■ TASK DETAILS
Each line of the records that includes "CatalogBuilder" should be found and copied.

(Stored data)
//! Sensor Catalog & Factory.
//!
//! The catalog is an explicit registration table, filled once through a
//! [`CatalogBuilder`] and read-only afterwards. The factory resolves type names
//! against it and assigns fleet-unique identifiers.

use std::collections::BTreeMap;
use std::sync::Arc;
use std::sync::atomic::{AtomicU64, Ordering};

use tracing::debug;

use crate::error::CatalogError;
use crate::sensor::simulated;
use crate::sensor::{Sensor, SensorConfig, SensorId};

/// Pure constructor for one sensor type.
pub type SensorConstructor = fn(SensorId, &SensorConfig) -> Arc<dyn Sensor>;

fn normalize(type_name: &str) -> Result<String, CatalogError> {
    let normalized = type_name.trim().to_lowercase();
    if normalized.is_empty() {
        return Err(CatalogError::EmptyTypeName);
    }
    Ok(normalized)
}

#[derive(Default)]
pub struct CatalogBuilder {
    constructors: BTreeMap<String, SensorConstructor>,
}

impl CatalogBuilder {
    pub fn new() -> Self {
        Self::default()
    }

    pub fn register(
        mut self,
        type_name: &str,
        constructor: SensorConstructor,
    ) -> Result<Self, CatalogError> {
        let name = normalize(type_name)?;
        if self.constructors.contains_key(&name) {
            return Err(CatalogError::DuplicateType { name });
        }
        self.constructors.insert(name, constructor);
        Ok(self)
    }

    pub fn build(self) -> SensorCatalog {
        SensorCatalog {
            constructors: self.constructors,
        }
    }
}

/// Read-only map from sensor type name to constructor.
pub struct SensorCatalog {
    constructors: BTreeMap<String, SensorConstructor>,
}

impl SensorCatalog {
    pub fn builder() -> CatalogBuilder {
        CatalogBuilder::new()
    }

    /// Catalog with the three built-in simulated sensor types.
    pub fn builtin() -> Result<Self, CatalogError> {
        Ok(Self::builder()
            .register("temperature", simulated::temperature)?
            .register("pressure", simulated::pressure)?
            .register("vibration", simulated::vibration)?
            .build())
    }

    pub fn type_names(&self) -> impl Iterator<Item = &str> {
        self.constructors.keys().map(String::as_str)
    }

    pub fn len(&self) -> usize {
        self.constructors.len()
    }

    pub fn is_empty(&self) -> bool {
        self.constructors.is_empty()
    }

    fn lookup(&self, type_name: &str) -> Result<(String, SensorConstructor), CatalogError> {
        let name = normalize(type_name)?;
        match self.constructors.get(&name) {
            Some(ctor) => Ok((name, *ctor)),
            None => Err(CatalogError::UnknownSensorType {
                name: type_name.to_string(),
                available: self.type_names().collect::<Vec<_>>().join(", "),
            }),
        }
    }
}

/// Creates sensors from a catalog, numbering them per factory.
pub struct SensorFactory {
    catalog: Arc<SensorCatalog>,
    next_seq: AtomicU64,
}

impl SensorFactory {
    pub fn new(catalog: Arc<SensorCatalog>) -> Self {
        Self {
            catalog,
            next_seq: AtomicU64::new(1),
        }
    }

    pub fn catalog(&self) -> &SensorCatalog {
        &self.catalog
    }

    pub fn create(
        &self,
        type_name: &str,
        config: &SensorConfig,
    ) -> Result<Arc<dyn Sensor>, CatalogError> {
        let (name, constructor) = self.catalog.lookup(type_name)?;
        config.validate()?;
        let seq = self.next_seq.fetch_add(1, Ordering::Relaxed);
        let id = SensorId::new(format!("{}-{:04}", name, seq));
        debug!(sensor = %id, "Sensor created.");
        Ok(constructor(id, config))
    }

    /// Build `count` calibrated sensors, cycling through the registered types.
    ///
    /// Seeded configs get a distinct seed per sensor so the fleet does not move
    /// in lockstep.
    pub fn build_fleet(
        &self,
        count: usize,
        config: &SensorConfig,
    ) -> Result<Vec<Arc<dyn Sensor>>, CatalogError> {
        let types: Vec<String> = self.catalog.type_names().map(str::to_string).collect();
        if types.is_empty() {
            return Err(CatalogError::EmptyCatalog);
        }
        config.validate()?;

        let mut fleet = Vec::with_capacity(count);
        for i in 0..count {
            let per_sensor = SensorConfig {
                seed: config.seed.map(|s| s.wrapping_add(i as u64)),
                ..config.clone()
            };
            let sensor = self.create(&types[i % types.len()], &per_sensor)?;
            sensor.calibrate();
            fleet.push(sensor);
        }
        Ok(fleet)
    }
}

■ OUTPUT FOR THIS EXERCISE
//! [`CatalogBuilder`] and read-only afterwards. The factory resolves type names
pub struct CatalogBuilder {
impl CatalogBuilder {
    pub fn builder() -> CatalogBuilder {
        CatalogBuilder::new()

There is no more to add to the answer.